● **WHAT THIS TASK INVOLVES**:
Read the lines below. Copy out any that hold the string "recovered".

● **MATERIALS PROVIDED**:

▶

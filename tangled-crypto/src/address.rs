// src/address.rs

//! Address derivation and validation.
//!
//! An address is the `T` prefix followed by the base58 encoding of a
//! compressed secp256k1 public key. It never needs to be decoded to be
//! used as a ledger key — only `verify_signature` needs the underlying
//! public key bytes, recovered via [`address_to_public_key`].

use crate::errors::{CryptoError, Result};
use crate::keys::PUBLIC_KEY_SIZE;

/// Prefix prepended to every address
pub const ADDRESS_PREFIX: &str = "T";

/// Derives an address from a compressed public key
///
/// # Example
/// ```
/// use tangled_crypto::keys::generate_keypair;
/// use tangled_crypto::address::address_from_public_key;
///
/// let keypair = generate_keypair();
/// let address = address_from_public_key(&keypair.public_key);
/// assert!(address.starts_with('T'));
/// ```
pub fn address_from_public_key(public_key: &[u8]) -> String {
    format!("{}{}", ADDRESS_PREFIX, bs58::encode(public_key).into_string())
}

/// Recovers the compressed public key bytes backing an address
pub fn address_to_public_key(address: &str) -> Result<Vec<u8>> {
    let encoded = address
        .strip_prefix(ADDRESS_PREFIX)
        .ok_or_else(|| CryptoError::InvalidAddress(format!("missing '{}' prefix", ADDRESS_PREFIX)))?;

    let public_key = bs58::decode(encoded)
        .into_vec()
        .map_err(|e| CryptoError::InvalidAddress(format!("invalid base58: {}", e)))?;

    if public_key.len() != PUBLIC_KEY_SIZE {
        return Err(CryptoError::InvalidAddress(format!(
            "expected {}-byte public key, got {}",
            PUBLIC_KEY_SIZE,
            public_key.len()
        )));
    }

    Ok(public_key)
}

/// Checks that a string is a structurally valid address
///
/// Does not check that the address corresponds to any key that has ever
/// signed a message — only that it decodes to a public-key-sized value.
pub fn is_valid_address(address: &str) -> bool {
    address_to_public_key(address).is_ok()
}

#[cfg(test)]
mod tests {
    use super::*;
    use crate::keys::generate_keypair;

    #[test]
    fn test_address_roundtrip() {
        let keypair = generate_keypair();
        let address = address_from_public_key(&keypair.public_key);

        assert!(address.starts_with(ADDRESS_PREFIX));

        let recovered = address_to_public_key(&address).unwrap();
        assert_eq!(recovered, keypair.public_key);
    }

    #[test]
    fn test_is_valid_address() {
        let keypair = generate_keypair();
        let address = address_from_public_key(&keypair.public_key);

        assert!(is_valid_address(&address));
        assert!(!is_valid_address("not an address"));
        assert!(!is_valid_address("T"));
    }

    #[test]
    fn test_missing_prefix() {
        let result = address_to_public_key("notTprefixed");
        assert!(result.is_err());
    }

    #[test]
    fn test_wrong_length() {
        let short = format!("{}{}", ADDRESS_PREFIX, bs58::encode(b"too short").into_string());
        let result = address_to_public_key(&short);
        assert!(result.is_err());
    }

    #[test]
    fn test_known_genesis_address_shape() {
        // The genesis receiver used throughout the rest of the protocol;
        // not a real keypair, just a shape check on a real address string.
        let genesis = "TmANJZAiiZTjBiLZt2QDKoYVtLn8yHGPdXdydymbPVJDZ";
        assert!(genesis.starts_with(ADDRESS_PREFIX));
    }
}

◀

● **EXPECTED ANSWER**:
//! public key bytes, recovered via [`address_to_public_key`].
        let recovered = address_to_public_key(&address).unwrap();
        assert_eq!(recovered, keypair.public_key);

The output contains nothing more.